E le migranti, finalmente, si sono sentite trattate da esseri umani: nei giorni immediatamente successivi all'arrivo a Cagliari trascorrevano le ore davanti all'uscio di casa. Ora si muovono, magari vanno in piazza San Domenico e fanno due chiacchiere tra loro o con i residenti del quartiere. Per loro è un modo di ritornare alla vita, per i cagliaritani un tuffo nell'orrore. Perché nelle loro parole ci sono vicende terribili. I racconti delle donne dovrebbero essere ascoltati da chi puntualizza la differenza che esiste tra migranti economici e migranti politici. «Mi hanno emarginata dopo essere stata violentata», racconta una ragazza. Un'altra donna, in compagnia della giovanissima figlia, sorride dopo aver visto l'inferno quando attendeva di imbarcarsi dalla Libia. Ma il suo è un sorriso amaro. «In quel momento siamo state separate da mio marito. Ancora non so che fine abbia fatto». Nell'attesa, la figlia, appena quindicenne, gira con un quadernone: “come ti chiami?”, “quanti anni hai?”, “da dove vieni?”, “buongiorno, buonasera”. Non vuole perdere tempo, visto che è in Italia sogna di bruciare le tappe e imparare velocemente la lingua del paese che la ospita. «Mi trovo bene qui, sì, mi piacerebbe restare in questa città», dice mentre sfodera un sorriso a trentadue denti.

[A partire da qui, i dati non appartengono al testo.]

//! Line-oriented chat loop for the terminal.

use tokio::io::{AsyncBufRead, AsyncBufReadExt, AsyncWrite, AsyncWriteExt};
use tracing::debug;

use crate::assistant::Assistant;
use crate::session::ChatSession;

pub const WELCOME: &str = "Funsani mafunso mu Chichewa (Ask questions in Chichewa). \
Commands: /usage, /clear, /quit";

const PROMPT: &str = "> ";

enum Command {
    Clear,
    Usage,
    Quit,
    Unknown,
}

fn parse_command(line: &str) -> Option<Command> {
    let cmd = line.strip_prefix('/')?;
    Some(match cmd.trim() {
        "clear" => Command::Clear,
        "usage" => Command::Usage,
        "quit" | "exit" => Command::Quit,
        _ => Command::Unknown,
    })
}

/// Reads queries line by line until `/quit` or end of input.
pub async fn run<A, R, W>(
    assistant: &A,
    session: &mut ChatSession,
    input: R,
    mut output: W,
) -> std::io::Result<()>
where
    A: Assistant + Sync,
    R: AsyncBufRead + Unpin,
    W: AsyncWrite + Unpin,
{
    let mut lines = input.lines();
    output.write_all(format!("{WELCOME}\n").as_bytes()).await?;

    loop {
        output.write_all(PROMPT.as_bytes()).await?;
        output.flush().await?;

        let Some(line) = lines.next_line().await? else {
            break;
        };
        let line = line.trim();
        if line.is_empty() {
            continue;
        }

        let text = match parse_command(line) {
            Some(Command::Quit) => break,
            Some(Command::Clear) => {
                session.clear();
                "Mbiri yachotsedwa (History cleared).\n".to_string()
            }
            Some(Command::Usage) => {
                let u = session.usage();
                format!(
                    "Mafunso (Queries): {}/{}\nPa ola (This hour): {}/{}\nSession: {} min\n",
                    u.session_queries,
                    u.session_limit,
                    u.hourly_queries,
                    u.hourly_limit,
                    u.session_minutes
                )
            }
            Some(Command::Unknown) => format!("Unknown command: {line}\n"),
            None => match session.ask(assistant, line).await {
                Ok(reply) => {
                    debug!(query_type = %reply.query_type, "turn answered");
                    let mut text = format!("{}\n", reply.answer);
                    if !reply.sources.is_empty() {
                        text.push_str(&format!("Magwero (Sources): {}\n", reply.sources.join(", ")));
                    }
                    text
                }
                Err(limited) => format!("{limited}\n"),
            },
        };
        output.write_all(text.as_bytes()).await?;
    }

    output.flush().await
}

Capalbio è davvero lontana. I residenti di Villanova, anche quelli che stanno nel quartiere da una vita, non manifestano alcun fastidio per la presenza dei nuovi vicini. E, visto che la permanenza dei migranti potrebbe essere prolungata, preparano una serie di iniziative (dalle lezioni di italiano a pranzi solidali) per integrarli nella loro nuova realtà. ( mar. co. )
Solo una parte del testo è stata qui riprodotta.